Nella tazzina gli parve d’avere brodo, e pure insipido, senza niente che potesse dargli un po’ di colore, senza manco un po’ di sambuca.

Vide il suo volto riflesso negli specchi che moltiplicavano gli scaffali di liquori davanti a lui, riproducendolo in frattali di angoscia. I suoi proverbiali baffetti stavano per perdersi nella barba incolta, aveva un accenno di occhiaie.

Si sentiva un uomo di merda.

Che fare?

Abbandonare la nave. Prendere l’ultima scialuppa utile e ’fanculo il Titanic e tutti i marinai. Vendersi la macchina, comprarsi una Panda usata, saldare gli ultimi debiti. Mandare a quel paese l’ex moglie e suo figlio. Pagarsi con la tredicesima un buon analista, magari. Poi andarsene, tornare a casa. E per casa intendeva badare a quello che gli rimaneva della sua famiglia: suo padre e un fratello più testa di cazzo di lui.

Boh.

Certo era che doveva uscire da quella storia.

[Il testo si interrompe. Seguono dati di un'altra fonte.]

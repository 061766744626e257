//! # Preferences Service / 偏好设置服务
//!
//! The single in-memory [`UserPreferences`] of a process, constructed
//! explicitly and passed to whoever needs it.
//!
//! Lifecycle: `load` once at startup, read with `current`, change with
//! `update` (saves in the background) or `update_and_save` (awaits the save).

use std::sync::{Arc, Mutex, MutexGuard, PoisonError};

use pp_core::ports::{PreferencesError, PreferencesPort};
use pp_core::UserPreferences;
use tokio::task::JoinHandle;
use tracing::{debug, warn};

pub struct PreferencesService {
    port: Arc<dyn PreferencesPort>,
    current: Arc<Mutex<UserPreferences>>,
    // Saves run one at a time and always write the latest state.
    save_lock: Arc<tokio::sync::Mutex<()>>,
}

fn lock(current: &Mutex<UserPreferences>) -> MutexGuard<'_, UserPreferences> {
    current.lock().unwrap_or_else(PoisonError::into_inner)
}

impl PreferencesService {
    /// Starts with defaults; call [`PreferencesService::load`] before use.
    pub fn new(port: Arc<dyn PreferencesPort>) -> Self {
        Self {
            port,
            current: Arc::new(Mutex::new(UserPreferences::default())),
            save_lock: Arc::new(tokio::sync::Mutex::new(())),
        }
    }

    /// Replace the in-memory state with the stored one. Read failures fall
    /// back to defaults.
    pub async fn load(&self) -> UserPreferences {
        let loaded = match self.port.load().await {
            Ok(preferences) => preferences,
            Err(err) => {
                warn!(error = %err, "failed to load preferences, using defaults");
                UserPreferences::default()
            }
        };
        *lock(&self.current) = loaded.clone();
        debug!(?loaded, "preferences loaded");
        loaded
    }

    pub fn current(&self) -> UserPreferences {
        lock(&self.current).clone()
    }

    fn apply<F>(&self, change: F) -> UserPreferences
    where
        F: FnOnce(&mut UserPreferences),
    {
        let mut guard = lock(&self.current);
        change(&mut guard);
        guard.clone()
    }

    /// Change the preferences and save them in the background.
    ///
    /// Save failures are logged. The returned handle completes after the save.
    pub fn update<F>(&self, change: F) -> JoinHandle<()>
    where
        F: FnOnce(&mut UserPreferences),
    {
        self.apply(change);

        let port = self.port.clone();
        let current = self.current.clone();
        let save_lock = self.save_lock.clone();
        tokio::spawn(async move {
            let _guard = save_lock.lock().await;
            let latest = lock(&current).clone();
            if let Err(err) = port.save(&latest).await {
                warn!(error = %err, "failed to save preferences");
            }
        })
    }

    /// Change the preferences and wait for them to be saved.
    pub async fn update_and_save<F>(&self, change: F) -> Result<UserPreferences, PreferencesError>
    where
        F: FnOnce(&mut UserPreferences),
    {
        self.apply(change);

        let _guard = self.save_lock.lock().await;
        let latest = self.current();
        self.port.save(&latest).await?;
        Ok(latest)
    }
}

Percorse il lungo corridoio fino in fondo. Arrivò davanti l’ascensore. Le porte si spalancarono. Lesse: PORTATA MASSIMA QUATTRO PERSONE. Troppo poche per lui e per tutti i cadaveri che si portava sul groppone. Deviò per le scale, appesantito dai sensi di colpa.

Primo piano: oculistica, otorino, chirurgia maxillofacciale e cappella.

Quest’ultima, in dieci anni di lavoro là dentro, l’aveva vista solo dall’esterno.

Dentro c’erano tre vecchie vestite di scuro che riconobbe come parenti di suoi pazienti in reparto. Si sentiva già stanco e prese posto. Venne sorpreso dalla messa che iniziò come un fulmine a ciel sereno. Non riuscì a staccarsi da quel posto. La sua militanza di chierichetto gli imponeva di rimanere fino alla benedizione finale.

Il cappellano, riconoscendolo, gli sorrise e attaccò con una serie di parole che risuonarono sorde nella sua scatola cranica imballata. Dopo la breve introduzione arrivò il consueto: «Preghiamo».

Ma sì, preghiamo, pensò, prego di cambiare vita. Basta coi debiti e le stronzate, Gesù mio, basta. Da domani cambio vita, giuro su Dio. Ah, sì è peccato. Chiedo perdono, Gesù bello, perdono e buona sorte. Amen. Sarò un uomo nuovo, giuro e spergiuro. Scusa. Sistemo un po’ di cose e torno da papà. Onora il padre e la madre, hai scritto. E farò così.

Per un attimo gli venne in mente l’immagine iconica di suo padre: un vecchietto gracile seduto su una sedia nel cortile davanti casa, tutto intento a mazzicare santi, a sgranare il rosario.

La messa intanto scivolò liscia per tutta la sua liturgia e Santino non si accorse che era quasi finita.